*Problem requirements*. Only the lines from the beginning of the data below through the line that contains "the engine and" should be repeated, exactly as written.

*** Opening of Supplied information ***

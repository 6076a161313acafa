//! Id-keyed collision registries.
//!
//! The static registry holds building AABBs written by the external world
//! generator; the dynamic registry mirrors live adversaries as spheres and is
//! written only by the adversary manager. Both are owned by the engine and
//! lent out by reference, so a reader always sees the state as of the start
//! of its own pass.

use std::collections::BTreeMap;

use glam::Vec3;

use skyfire_core::types::{Aabb, Sphere};

/// A collision volume that can be probed with a sphere.
pub trait Shape {
    /// True if the probe sphere overlaps this volume.
    fn intersects_sphere(&self, center: Vec3, radius: f32) -> bool;
}

impl Shape for Aabb {
    fn intersects_sphere(&self, center: Vec3, radius: f32) -> bool {
        Aabb::intersects_sphere(self, center, radius)
    }
}

impl Shape for Sphere {
    fn intersects_sphere(&self, center: Vec3, radius: f32) -> bool {
        Sphere::intersects_sphere(self, center, radius)
    }
}

/// Registry of collision volumes keyed by a caller-chosen id.
///
/// Iteration is in ascending id order.
#[derive(Debug, Clone)]
pub struct CollisionRegistry<S> {
    entries: BTreeMap<u32, S>,
}

/// Buildings and other fixed obstacles.
pub type StaticRegistry = CollisionRegistry<Aabb>;

/// Mobile adversaries.
pub type DynamicRegistry = CollisionRegistry<Sphere>;

impl<S> Default for CollisionRegistry<S> {
    fn default() -> Self {
        Self {
            entries: BTreeMap::new(),
        }
    }
}

impl<S: Shape> CollisionRegistry<S> {
    pub fn new() -> Self {
        Self::default()
    }

    /// Insert or replace the volume stored under `id`. Returns the previous one.
    pub fn upsert(&mut self, id: u32, shape: S) -> Option<S> {
        self.entries.insert(id, shape)
    }

    /// Remove `id`. Unknown ids are ignored.
    pub fn unregister(&mut self, id: u32) -> Option<S> {
        self.entries.remove(&id)
    }

    pub fn get(&self, id: u32) -> Option<&S> {
        self.entries.get(&id)
    }

    pub fn contains(&self, id: u32) -> bool {
        self.entries.contains_key(&id)
    }

    pub fn len(&self) -> usize {
        self.entries.len()
    }

    pub fn is_empty(&self) -> bool {
        self.entries.is_empty()
    }

    pub fn iter(&self) -> impl Iterator<Item = (u32, &S)> {
        self.entries.iter().map(|(id, shape)| (*id, shape))
    }

    /// True iff the probe sphere intersects any registered volume.
    pub fn query(&self, center: Vec3, radius: f32) -> bool {
        self.first_hit(center, radius).is_some()
    }

    /// Id of some volume the probe sphere intersects.
    pub fn first_hit(&self, center: Vec3, radius: f32) -> Option<u32> {
        self.entries
            .iter()
            .find(|(_, shape)| shape.intersects_sphere(center, radius))
            .map(|(id, _)| *id)
    }
}

impl CollisionRegistry<Aabb> {
    /// Register an obstacle centred at `position` with the given half-extents.
    pub fn register(&mut self, id: u32, position: Vec3, half_extents: Vec3) {
        self.upsert(id, Aabb::new(position, half_extents));
    }
}

impl CollisionRegistry<Sphere> {
    /// Register a mobile entity at `position` with a hit radius.
    pub fn register(&mut self, id: u32, position: Vec3, radius: f32) {
        self.upsert(id, Sphere::new(position, radius));
    }
}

*** Close of Supplied information ***

*Expected answer*.
repository 6076a161313acafa
//! Id-keyed collision registries.
//!
//! The static registry holds building AABBs written by the external world
//! generator; the dynamic registry mirrors live adversaries as spheres and is
//! written only by the adversary manager. Both are owned by the engine and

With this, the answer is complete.